A visitor to Japan might be surprised to learn that the world's second-largest economy is mired in its third recession in 10 years. Shops and restaurants are crowded, women tote purchases from Tiffany's, men pay high fees to play golf, and homelessness remains low.

But unemployment keeps edging up, and a secure career with one company is a thing of the past. Prime Minister Junichiro Koizumi promises major changes, but so far he's avoided proposing one paradigm-busting reform that could make a big difference: improving opportunities for women.

Workplace discrimination against women remains fierce in Japan. While in America, women earn on average 75 cents for each dollar men earn, in Japan the figure is 52 cents. Japanese bosses don't even try to hide their prejudices: Why, they ask, should they hire a young woman, who is likely to get married, have a baby, and quit?

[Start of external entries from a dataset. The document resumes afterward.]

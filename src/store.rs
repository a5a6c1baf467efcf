//! Artifact storage.
//!
//! Rendered page images have to outlive the request that produced them: the
//! response only lists their names, and the browser fetches each one
//! afterwards. [`ArtifactStore`] is the key-addressed handoff between the two
//! requests. It is injected into [`crate::convert::Converter`], so the same
//! pipeline runs against process memory ([`MemoryStore`]) or a directory
//! ([`DiskStore`]).
//!
//! **Key format:** `{namespace}/{name}`, where `namespace` is unique per job.
//! Keys are relative, `/`-separated, and may not contain `..`, `.`, empty
//! segments or backslashes.

use crate::error::StoreError;
use async_trait::async_trait;
use bytes::Bytes;
use std::collections::HashMap;
use std::path::{Path, PathBuf};
use std::sync::Arc;
use tempfile::TempDir;
use tokio::fs;
use tokio::sync::RwLock;
use tracing::{debug, warn};

/// Result type for storage operations
pub type StoreResult<T> = Result<T, StoreError>;

/// Suffix of in-flight disk writes; never a valid key.
const PARTIAL_SUFFIX: &str = ".part";

/// Key-addressed storage for produced artifacts.
#[async_trait]
pub trait ArtifactStore: Send + Sync {
    /// Store `data` under `key`, replacing any previous value. Returns the key.
    async fn put(&self, key: &str, data: Bytes) -> StoreResult<String>;

    /// Fetch the bytes stored under `key`.
    async fn get(&self, key: &str) -> StoreResult<Bytes>;

    /// Remove `key`. Removing an absent key succeeds.
    async fn delete(&self, key: &str) -> StoreResult<()>;
}

/// Join a job namespace and an artifact name into a storage key.
pub fn artifact_key(namespace: &str, name: &str) -> String {
    format!("{namespace}/{name}")
}

/// Reject keys that could escape the store or collide with in-flight writes.
pub fn validate_key(key: &str) -> StoreResult<()> {
    let invalid = |why: &str| Err(StoreError::InvalidKey(format!("'{key}': {why}")));

    if key.is_empty() {
        return invalid("empty key");
    }
    if key.starts_with('/') || key.contains('\\') {
        return invalid("must be a relative, '/'-separated path");
    }
    if key
        .split('/')
        .any(|segment| segment.is_empty() || segment == "." || segment == "..")
    {
        return invalid("empty or relative path segment");
    }
    if key.ends_with(PARTIAL_SUFFIX) {
        return invalid("reserved suffix");
    }
    Ok(())
}

// ── In-memory ────────────────────────────────────────────────────────────

/// Artifacts held in process memory. Lost on restart.
#[derive(Debug, Default)]
pub struct MemoryStore {
    entries: RwLock<HashMap<String, Bytes>>,
}

impl MemoryStore {
    pub fn new() -> Self {
        Self::default()
    }

    /// Number of stored artifacts.
    pub async fn len(&self) -> usize {
        self.entries.read().await.len()
    }

    pub async fn is_empty(&self) -> bool {
        self.entries.read().await.is_empty()
    }
}

#[async_trait]
impl ArtifactStore for MemoryStore {
    async fn put(&self, key: &str, data: Bytes) -> StoreResult<String> {
        validate_key(key)?;
        self.entries.write().await.insert(key.to_string(), data);
        Ok(key.to_string())
    }

    async fn get(&self, key: &str) -> StoreResult<Bytes> {
        validate_key(key)?;
        self.entries
            .read()
            .await
            .get(key)
            .cloned()
            .ok_or_else(|| StoreError::NotFound(key.to_string()))
    }

    async fn delete(&self, key: &str) -> StoreResult<()> {
        validate_key(key)?;
        self.entries.write().await.remove(key);
        Ok(())
    }
}

// ── On disk ──────────────────────────────────────────────────────────────

/// Artifacts written below a base directory, one sub-directory per namespace.
#[derive(Debug, Clone)]
pub struct DiskStore {
    base_path: PathBuf,
    /// Keeps a self-provisioned directory alive; removed when the last clone drops.
    _temp_dir: Option<Arc<TempDir>>,
}

impl DiskStore {
    /// Use `base_path`, creating it if needed.
    pub async fn new(base_path: impl Into<PathBuf>) -> StoreResult<Self> {
        let base_path = base_path.into();
        fs::create_dir_all(&base_path).await?;
        debug!("Artifact directory: {}", base_path.display());
        Ok(Self {
            base_path,
            _temp_dir: None,
        })
    }

    /// Use a fresh temporary directory, deleted when the store is dropped.
    pub fn temporary() -> StoreResult<Self> {
        let temp_dir = TempDir::new()?;
        debug!("Artifact directory (temporary): {}", temp_dir.path().display());
        Ok(Self {
            base_path: temp_dir.path().to_path_buf(),
            _temp_dir: Some(Arc::new(temp_dir)),
        })
    }

    pub fn base_path(&self) -> &Path {
        &self.base_path
    }

    fn key_to_path(&self, key: &str) -> StoreResult<PathBuf> {
        validate_key(key)?;
        Ok(key
            .split('/')
            .fold(self.base_path.clone(), |path, segment| path.join(segment)))
    }
}

#[async_trait]
impl ArtifactStore for DiskStore {
    async fn put(&self, key: &str, data: Bytes) -> StoreResult<String> {
        let path = self.key_to_path(key)?;
        if let Some(parent) = path.parent() {
            fs::create_dir_all(parent).await?;
        }

        // Write to a sibling and rename so readers never see half a file.
        let mut partial = path.clone().into_os_string();
        partial.push(PARTIAL_SUFFIX);
        let partial = PathBuf::from(partial);

        let written = match fs::write(&partial, &data).await {
            Ok(()) => fs::rename(&partial, &path).await,
            Err(e) => Err(e),
        };
        if let Err(e) = written {
            if let Err(cleanup) = fs::remove_file(&partial).await {
                if cleanup.kind() != std::io::ErrorKind::NotFound {
                    warn!("Could not remove {}: {}", partial.display(), cleanup);
                }
            }
            return Err(e.into());
        }
        Ok(key.to_string())
    }

    async fn get(&self, key: &str) -> StoreResult<Bytes> {
        let path = self.key_to_path(key)?;
        match fs::read(&path).await {
            Ok(data) => Ok(Bytes::from(data)),
            Err(e) if e.kind() == std::io::ErrorKind::NotFound => {
                Err(StoreError::NotFound(key.to_string()))
            }
            Err(e) => Err(e.into()),
        }
    }

    async fn delete(&self, key: &str) -> StoreResult<()> {
        let path = self.key_to_path(key)?;
        match fs::remove_file(&path).await {
            Ok(()) => {}
            Err(e) if e.kind() == std::io::ErrorKind::NotFound => {}
            Err(e) => return Err(e.into()),
        }

        // Drop the namespace directory once its last artifact is gone.
        if let Some(parent) = path.parent() {
            if parent != self.base_path {
                let _ = fs::remove_dir(parent).await;
            }
        }
        Ok(())
    }
}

Such a stereotype has, ironically, helped foreign companies in Japan. They eagerly hire the best and brightest women, and give them opportunities they could never dream of at Japanese-owned firms.

With all the big fixes needed in Japan's economy – bank and corporate reform, reflating the economy, an end to pork-barrel construction projects, to name a few – why should Japan also make a major social shift that goes against centuries of tradition? Because the economy would benefit in the long run. After all, women's mass entry into the US workforce produced a net economic gain, economists say.

For now, Japan is forgoing the intellectual candlepower – and increased buying potential – of nearly half its population. Certainly, some women, such as the former and current foreign ministers, do succeed. But they are the rare exception.

And the government's reluctance to change a law that would allow a woman to become emperor – the crown prince has only one child, a daughter – is the ultimate example of a need for more gender equality.

Affordable child care is one place to start. In Tokyo, it can be prohibitively expensive, at 300,000 yen ($2,250) a month. If work and family became compatible – and foresighted bosses promoted women – Japanese men might further evolve out of their traditional attitudes.

Those attitudes have pushed many young women to forgo marriage and children. Japan's birthrate is now one of the lowest in the world; the population soon will be shrinking, which points to another choke point – not enough workers to support a fast-growing elderly population. Expanded options for women could mean fuller nurseries, too.